═══ Data to process ═══

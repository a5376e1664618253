//! In-process session storage keyed by the session cookie

use std::collections::HashMap;
use std::sync::Mutex;
use std::time::{Duration, Instant};

use axum::http::header::COOKIE;
use axum::http::HeaderMap;
use cookie::{Cookie, SameSite};

use crate::auth::Role;

pub const SESSION_COOKIE: &str = "horseshows_session";

/// 31 days
pub const SESSION_MAX_AGE: Duration = Duration::from_secs(31 * 24 * 60 * 60);

#[derive(Debug, Clone, Default)]
pub struct Session {
    pub username: Option<String>,
    pub signed_in: bool,
    /// Page to return to after signing in
    pub redirect_to: Option<String>,
}

impl Session {
    pub fn role(&self) -> Role {
        Role::for_session(self.signed_in, self.username.as_deref())
    }
}

/// Session resolved for the current request
#[derive(Debug, Clone)]
pub struct CurrentSession {
    pub token: String,
    pub session: Session,
    /// True when the request carried no known session. The token is only
    /// stored once something is written to it.
    pub is_new: bool,
}

struct StoredSession {
    session: Session,
    last_seen: Instant,
}

impl StoredSession {
    fn fresh(session: Session) -> Self {
        Self {
            session,
            last_seen: Instant::now(),
        }
    }

    fn expired(&self, now: Instant) -> bool {
        now.duration_since(self.last_seen) >= SESSION_MAX_AGE
    }
}

#[derive(Default)]
pub struct SessionStore {
    sessions: Mutex<HashMap<String, StoredSession>>,
}

impl SessionStore {
    pub fn new() -> Self {
        Self::default()
    }

    /// Look up the session named by the request cookie. Without one, hand
    /// out an unsaved anonymous session under a new token.
    pub fn resolve(&self, headers: &HeaderMap) -> CurrentSession {
        let now = Instant::now();
        let mut sessions = self.sessions.lock().unwrap_or_else(|e| e.into_inner());

        if let Some(token) = token_from_headers(headers) {
            if let Some(stored) = sessions.get_mut(&token) {
                if !stored.expired(now) {
                    stored.last_seen = now;
                    return CurrentSession {
                        token,
                        session: stored.session.clone(),
                        is_new: false,
                    };
                }
            }
            sessions.remove(&token);
        }

        CurrentSession {
            token: uuid::Uuid::new_v4().to_string(),
            session: Session::default(),
            is_new: true,
        }
    }

    pub fn contains(&self, token: &str) -> bool {
        let sessions = self.sessions.lock().unwrap_or_else(|e| e.into_inner());
        sessions.contains_key(token)
    }

    /// Mutate the session for `token`, storing it first if it is new, and
    /// return what `f` returns.
    pub fn update<R>(&self, token: &str, f: impl FnOnce(&mut Session) -> R) -> R {
        let mut sessions = self.sessions.lock().unwrap_or_else(|e| e.into_inner());
        if !sessions.contains_key(token) {
            let now = Instant::now();
            sessions.retain(|_, stored| !stored.expired(now));
        }
        let stored = sessions
            .entry(token.to_string())
            .or_insert_with(|| StoredSession::fresh(Session::default()));
        f(&mut stored.session)
    }

    /// Sign `username` in under a brand new token, retiring `old_token`.
    ///
    /// Returns the new token and the page the old session was headed to.
    pub fn sign_in(&self, old_token: &str, username: &str) -> (String, Option<String>) {
        let mut sessions = self.sessions.lock().unwrap_or_else(|e| e.into_inner());
        let redirect_to = sessions
            .remove(old_token)
            .and_then(|stored| stored.session.redirect_to);

        let token = uuid::Uuid::new_v4().to_string();
        sessions.insert(
            token.clone(),
            StoredSession::fresh(Session {
                username: Some(username.to_string()),
                signed_in: true,
                redirect_to: None,
            }),
        );
        (token, redirect_to)
    }

    /// Forget the session for `token`
    pub fn end(&self, token: &str) {
        let mut sessions = self.sessions.lock().unwrap_or_else(|e| e.into_inner());
        sessions.remove(token);
    }
}

pub fn token_from_headers(headers: &HeaderMap) -> Option<String> {
    headers
        .get_all(COOKIE)
        .iter()
        .filter_map(|value| value.to_str().ok())
        .flat_map(|value| Cookie::split_parse(value).filter_map(Result::ok))
        .find(|cookie| cookie.name() == SESSION_COOKIE)
        .map(|cookie| cookie.value_trimmed().to_string())
}

pub fn session_cookie(token: &str) -> Cookie<'static> {
    Cookie::build((SESSION_COOKIE, token.to_owned()))
        .path("/")
        .http_only(true)
        .same_site(SameSite::Lax)
        .max_age(cookie::time::Duration::seconds(SESSION_MAX_AGE.as_secs() as i64))
        .build()
}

═══

• Assignment: Up to and including the line with "the current request", repeat the entries exactly, beginning at their first line.

• Solution to the exercise:
repository a5376e1664618253
//! In-process session storage keyed by the session cookie

use std::collections::HashMap;
use std::sync::Mutex;
use std::time::{Duration, Instant};

use axum::http::header::COOKIE;
use axum::http::HeaderMap;
use cookie::{Cookie, SameSite};

use crate::auth::Role;

pub const SESSION_COOKIE: &str = "horseshows_session";

/// 31 days
pub const SESSION_MAX_AGE: Duration = Duration::from_secs(31 * 24 * 60 * 60);

#[derive(Debug, Clone, Default)]
pub struct Session {
    pub username: Option<String>,
    pub signed_in: bool,
    /// Page to return to after signing in
    pub redirect_to: Option<String>,
}

impl Session {
    pub fn role(&self) -> Role {
        Role::for_session(self.signed_in, self.username.as_deref())
    }
}

/// Session resolved for the current request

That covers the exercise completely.